BNY: Asset Manager FOMO Drives Tokenized Fund Adoption
BNY reports that fear of missing out is pushing fund issuers to explore blockchain-based ETFs and tokenized finance products. Growing institutional urgency is accelerating adoption of tokenized fund infrastructure across the industry.
Yuri Konnov

The infrastructure foundation Slavin referenced took shape in July 2025, when BNY and Goldman Sachs jointly launched a mirrored tokenization system for money market fund shares. BlackRock, Fidelity Investments, Federated Hermes, Goldman Sachs Asset Management, and BNY Investments Dreyfus all joined from the outset. Northern Trust Asset Management followed on March 2, 2026, launching a tokenized share class for its NIF Treasury Instruments Portfolio on the same BNY and GS DAP infrastructure. The most recent addition came in June 2026, when Baillie Gifford introduced a native tokenized bond fund called BAGEY, targeting roughly a 7% yield, with BNY providing custody and infrastructure across both Solana and Ethereum.
The pace of product launches has produced measurable market depth. BNY executives confirmed that a double-digit number of tokenized money market funds are now live, and the US SEC oversees more than $1 billion in tokenized money market funds. BlackRock's BUIDL, a tokenized money market fund, reached approximately $2.1 billion in assets under management. In its Q1 2026 report, Pantera Capital counted 168 new tokenization assets launched in 2025, attributing the pace directly to institutional FOMO.
The regulatory scaffolding supporting these products has also advanced. The SEC's January 28, 2026 guidance defined a tokenized security as "a financial instrument enumerated in the definition of 'security' under the federal securities laws that is formatted as or represented by a crypto asset, where the record of ownership is maintained in whole or in part on or through one or more crypto networks". The same SEC statement on tokenized securities drew a distinction between issuer-sponsored tokenization and third-party tokenization of existing securities — a distinction with direct operational consequences for ETF managers.

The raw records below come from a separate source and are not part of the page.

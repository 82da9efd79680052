//! `kanban`: a single-user kanban board with durable local storage.

pub mod auth;
pub mod board;
pub mod cli;
pub mod commands;
pub mod config;
pub mod storage;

That third-party risk is one Slavin flagged explicitly. Unaffiliated parties have been creating unauthorized tokenized versions of existing ETFs that trade in unregulated secondary markets, creating reputational exposure for asset managers who had no role in their creation. The concern aligns with the SEC's two-category taxonomy: products tokenized by or on behalf of issuers carry different legal standing than those created by unaffiliated third parties. BNY's own tokenized deposit capability, which BNY's digital assets press release described as operating on a private, permissioned blockchain governed by the firm's established risk and compliance frameworks, is designed to keep institutional clients within that first category.
The competitive dynamic Slavin described is visible in the breadth of firms now active. BlackRock, Franklin Templeton, and others have moved to place traditional financial products on blockchain rails, while Baillie Gifford's BAGEY fund illustrates that the trend has extended beyond US-domiciled managers. The speed of adoption has outpaced secondary-market infrastructure: mechanisms for on-chain trading of tokenized fund shares remain underdeveloped relative to the volume of issuance, and the regulatory treatment of cross-chain transfers has not been fully resolved by existing SEC guidance.
What the June 23 interview does not establish is equally important. Slavin did not disclose the specific ETF issuers engaged in BNY's in-flight tokenization projects, the timelines for any product launches, or the technical standards BNY intends to apply across different blockchain networks. BNY has not published haircut schedules, collateral thresholds, or settlement finality rules for tokenized ETF shares used in institutional workflows. The interview also did not address how BNY plans to handle situations where an unauthorized third-party tokenized version of an ETF exists alongside an issuer-sponsored version on the same network.
The immediate concrete effect of Slavin's disclosure is confirmation that BNY is actively developing multiple ETF tokenization variants for named institutional clients, and that competitive pressure — rather than a completed regulatory framework — is the proximate driver of that pipeline. The announcement does not identify which ETF issuers have signed on, does not specify launch dates or blockchain networks for any particular product, and does not clarify how BNY will differentiate its permissioned infrastructure from the unregulated third-party tokenization activity it has itself flagged as a risk.